Afirmou ainda o Relator que:
“é firme a jurisprudência desta Corte no sentido de que matérias relacionadas à proteção da saúde devem ser norteadas pelos princípios da precaução e da prevenção, de modo a que, sempre que haja dúvida sobre eventuais efeitos danosos de uma providência, deve-se adotar a medida mais conservadora necessária a evitar o dano (v. ADI 6.421, Rel. Luís Roberto Barroso, j. em 21.05.2020). De acordo com o art. 196 da CF, o direito à saúde pode ser tutelado por meio de políticas que “visem à redução do risco de doença e de outros agravos”.
O ministro inferiu os seguintes critérios para o controle de constitucionalidade de atos e normas sanitárias:
I. O respeito a standards científicos e técnicos de órgãos internacionais e nacionais com expertise na matéria;
II. A validade de utilização de meios indiretos que induzam à vacinação compulsória (que não se deve confundir com a vacinação forçada); e
III. A adoção dos princípios da prevenção e da precaução, para decisões que possam afetar a vida, a saúde e o meio ambiente.
Para o ministro, a lei 13.691/22, estabelece disciplina em sentido oposto aos parâmetros estabelecidos pelo STF. Propugnou que a norma municipal ignora os princípios da cautela e precaução ao impedir a vacinação compulsória e a adoção de medidas indiretas para estimular as pessoas a se vacinarem.

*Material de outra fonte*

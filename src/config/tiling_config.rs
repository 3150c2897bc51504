//! Tiling configuration
//!
//! [`TilingConfig`] is the immutable input of one extraction run. It is
//! usually assembled through [`TilingConfigBuilder`], which can be read
//! from a TOML file and merged with command-line overrides.

use std::fs;
use std::path::{Path, PathBuf};

use lazy_static::lazy_static;
use log::debug;
use regex::Regex;
use serde::{Deserialize, Serialize};

use crate::errors::{RetileError, RetileResult};

/// Pattern used when none is configured
pub const DEFAULT_OUTPUT_PATTERN: &str = "{base}_{x}_{y}.{ext}";

/// Output directory used when none is configured
pub const DEFAULT_OUTPUT_DIR: &str = "output";

/// Extension assumed for inputs without one
pub const FALLBACK_EXTENSION: &str = "png";

lazy_static! {
    static ref COORDINATE_PAIR: Regex = Regex::new(r"^(\d+),(\d+)$").expect("coordinate regex is valid");
}

/// Top-left corner of a tile, in source pixels
///
/// Serialized as a two-element array `[x, y]`.
#[derive(Debug, Clone, Copy, PartialEq, Eq, Hash, Serialize, Deserialize)]
#[serde(from = "(u32, u32)", into = "(u32, u32)")]
pub struct Coordinate {
    pub x: u32,
    pub y: u32,
}

impl Coordinate {
    pub fn new(x: u32, y: u32) -> Self {
        Coordinate { x, y }
    }
}

impl From<(u32, u32)> for Coordinate {
    fn from((x, y): (u32, u32)) -> Self {
        Coordinate { x, y }
    }
}

impl From<Coordinate> for (u32, u32) {
    fn from(c: Coordinate) -> Self {
        (c.x, c.y)
    }
}

/// Parse coordinates written as `"x1,y1;x2,y2;..."`
///
/// Empty entries between separators are ignored; at least one pair is
/// required.
pub fn parse_coordinates(input: &str) -> RetileResult<Vec<Coordinate>> {
    if input.trim().is_empty() {
        return Err(RetileError::config("coordinates string cannot be empty"));
    }

    let mut coordinates = Vec::new();
    for (i, pair) in input.split(';').enumerate() {
        let pair = pair.trim();
        if pair.is_empty() {
            continue;
        }

        let caps = COORDINATE_PAIR.captures(pair).ok_or_else(|| {
            RetileError::config(format!(
                "invalid coordinate format at position {}: '{}', expected 'x,y'",
                i, pair
            ))
        })?;

        let parse = |s: &str| {
            s.parse::<u32>().map_err(|e| {
                RetileError::config(format!("invalid coordinate value at position {}: '{}' ({})", i, pair, e))
            })
        };
        coordinates.push(Coordinate::new(parse(&caps[1])?, parse(&caps[2])?));
    }

    if coordinates.is_empty() {
        return Err(RetileError::config("no valid coordinates found"));
    }

    Ok(coordinates)
}

/// Configuration of one tiling run
///
/// Range checks (tile size, overlap, pattern contents) are not enforced
/// on construction; they are the job of
/// [`ConfigValidator`](crate::validation::ConfigValidator).
#[derive(Debug, Clone, PartialEq, Eq, Serialize)]
pub struct TilingConfig {
    /// Source image
    pub input_path: PathBuf,
    /// Directory receiving the tiles
    pub output_dir: PathBuf,
    /// Nominal tile width in pixels
    pub tile_width: u32,
    /// Nominal tile height in pixels
    pub tile_height: u32,
    /// Tile origins, in output order
    pub coordinates: Vec<Coordinate>,
    /// Filename template
    pub output_pattern: String,
    /// Extra pixels taken around each tile
    pub overlap: u32,
    /// Scale and pad each tile to exactly `tile_width x tile_height`
    pub maintain_aspect: bool,
    /// Report paths without writing files
    pub dry_run: bool,
    /// Log each produced tile
    pub verbose: bool,
}

impl TilingConfig {
    /// Create a configuration with default pattern, no overlap and all
    /// flags off
    pub fn new(
        input_path: impl Into<PathBuf>,
        output_dir: impl Into<PathBuf>,
        tile_width: u32,
        tile_height: u32,
        coordinates: Vec<Coordinate>,
    ) -> Self {
        TilingConfig {
            input_path: input_path.into(),
            output_dir: output_dir.into(),
            tile_width,
            tile_height,
            coordinates,
            output_pattern: DEFAULT_OUTPUT_PATTERN.to_string(),
            overlap: 0,
            maintain_aspect: false,
            dry_run: false,
            verbose: false,
        }
    }

    pub fn builder() -> TilingConfigBuilder {
        TilingConfigBuilder::default()
    }

    /// Load a configuration from TOML text
    pub fn from_toml_str(content: &str) -> RetileResult<Self> {
        TilingConfigBuilder::from_toml_str(content)?.build()
    }

    /// Load a configuration from a TOML file
    pub fn from_toml_file(path: &Path) -> RetileResult<Self> {
        TilingConfigBuilder::from_toml_file(path)?.build()
    }

    /// File stem of the input, used for `{base}`
    pub fn input_stem(&self) -> String {
        self.input_path
            .file_stem()
            .map(|s| s.to_string_lossy().into_owned())
            .unwrap_or_default()
    }

    /// Lower-cased input extension without the dot, used for `{ext}`
    ///
    /// Inputs without an extension are treated as PNG.
    pub fn input_extension(&self) -> String {
        self.input_path
            .extension()
            .map(|e| e.to_string_lossy().to_lowercase())
            .filter(|e| !e.is_empty())
            .unwrap_or_else(|| FALLBACK_EXTENSION.to_string())
    }
}

/// Partial configuration, as found in a config file or on the command line
///
/// Every field is optional so sources can be layered with [`merge`](Self::merge);
/// [`build`](Self::build) fills defaults and rejects missing required fields.
#[derive(Debug, Clone, Default, PartialEq, Eq, Deserialize)]
#[serde(deny_unknown_fields)]
pub struct TilingConfigBuilder {
    input_path: Option<PathBuf>,
    output_dir: Option<PathBuf>,
    tile_width: Option<u32>,
    tile_height: Option<u32>,
    coordinates: Option<Vec<Coordinate>>,
    output_pattern: Option<String>,
    overlap: Option<u32>,
    maintain_aspect: Option<bool>,
    dry_run: Option<bool>,
    verbose: Option<bool>,
}

impl TilingConfigBuilder {
    pub fn from_toml_str(content: &str) -> RetileResult<Self> {
        Ok(toml::from_str(content)?)
    }

    pub fn from_toml_file(path: &Path) -> RetileResult<Self> {
        debug!("Loading tiling configuration from {}", path.display());
        let content = fs::read_to_string(path).map_err(|e| {
            RetileError::config(format!("cannot read config file {}: {}", path.display(), e))
        })?;
        Self::from_toml_str(&content)
    }

    pub fn input_path(mut self, path: impl Into<PathBuf>) -> Self {
        self.input_path = Some(path.into());
        self
    }

    pub fn output_dir(mut self, dir: impl Into<PathBuf>) -> Self {
        self.output_dir = Some(dir.into());
        self
    }

    pub fn tile_size(mut self, width: u32, height: u32) -> Self {
        self.tile_width = Some(width);
        self.tile_height = Some(height);
        self
    }

    pub fn tile_width(mut self, width: u32) -> Self {
        self.tile_width = Some(width);
        self
    }

    pub fn tile_height(mut self, height: u32) -> Self {
        self.tile_height = Some(height);
        self
    }

    pub fn coordinates(mut self, coordinates: Vec<Coordinate>) -> Self {
        self.coordinates = Some(coordinates);
        self
    }

    pub fn output_pattern(mut self, pattern: impl Into<String>) -> Self {
        self.output_pattern = Some(pattern.into());
        self
    }

    pub fn overlap(mut self, overlap: u32) -> Self {
        self.overlap = Some(overlap);
        self
    }

    pub fn maintain_aspect(mut self, on: bool) -> Self {
        self.maintain_aspect = Some(on);
        self
    }

    pub fn dry_run(mut self, on: bool) -> Self {
        self.dry_run = Some(on);
        self
    }

    pub fn verbose(mut self, on: bool) -> Self {
        self.verbose = Some(on);
        self
    }

    /// Layer `overrides` on top of `self`; fields set in `overrides` win
    pub fn merge(self, overrides: TilingConfigBuilder) -> Self {
        TilingConfigBuilder {
            input_path: overrides.input_path.or(self.input_path),
            output_dir: overrides.output_dir.or(self.output_dir),
            tile_width: overrides.tile_width.or(self.tile_width),
            tile_height: overrides.tile_height.or(self.tile_height),
            coordinates: overrides.coordinates.or(self.coordinates),
            output_pattern: overrides.output_pattern.or(self.output_pattern),
            overlap: overrides.overlap.or(self.overlap),
            maintain_aspect: overrides.maintain_aspect.or(self.maintain_aspect),
            dry_run: overrides.dry_run.or(self.dry_run),
            verbose: overrides.verbose.or(self.verbose),
        }
    }

    pub fn build(self) -> RetileResult<TilingConfig> {
        let missing = |field: &str| RetileError::config(format!("missing required field '{}'", field));

        Ok(TilingConfig {
            input_path: self.input_path.ok_or_else(|| missing("input_path"))?,
            output_dir: self
                .output_dir
                .unwrap_or_else(|| PathBuf::from(DEFAULT_OUTPUT_DIR)),
            tile_width: self.tile_width.ok_or_else(|| missing("tile_width"))?,
            tile_height: self.tile_height.ok_or_else(|| missing("tile_height"))?,
            coordinates: self.coordinates.ok_or_else(|| missing("coordinates"))?,
            output_pattern: self
                .output_pattern
                .unwrap_or_else(|| DEFAULT_OUTPUT_PATTERN.to_string()),
            overlap: self.overlap.unwrap_or(0),
            maintain_aspect: self.maintain_aspect.unwrap_or(false),
            dry_run: self.dry_run.unwrap_or(false),
            verbose: self.verbose.unwrap_or(false),
        })
    }
}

Informou que a lei em comento contraria o consenso médico-científico quanto à importância da vacina para reduzir o risco de contágio por covid-19, bem como para aumentar a capacidade de resistência de pessoas que venham a ser infectadas.
O relator foi enfática ao afirmar que a lei do município de Uberlândia/MG, ao argumento de proteger a liberdade daqueles que decidem não se vacinar, na prática coloca em risco a proteção da saúde coletiva, em meio a uma emergência sanitária sem precedentes.
Cita o magistrado que a presente lei municipal estabelece disciplina contrária à norma geral estabelecida por lei federal, precisamente o art. 3º, III, “d”, da Lei nº 13.979/2020, a qual permite a determinação de vacinação compulsória para enfrentamento da pandemia da covid-19.
Art. 3º para enfrentamento da emergência de saúde pública de importância internacional de que trata esta Lei, as autoridades poderão adotar, no âmbito de suas competências, entre outras, as seguintes medidas: […]
III. determinação de realização compulsória de: […] d. vacinação e outras medidas profiláticas.
Conclui Barroso que a lei municipal contraria a disciplina federal sem que existam peculiaridades locais que justifiquem o tratamento diferenciado o âmbito municipal (art. 30, II, da CF).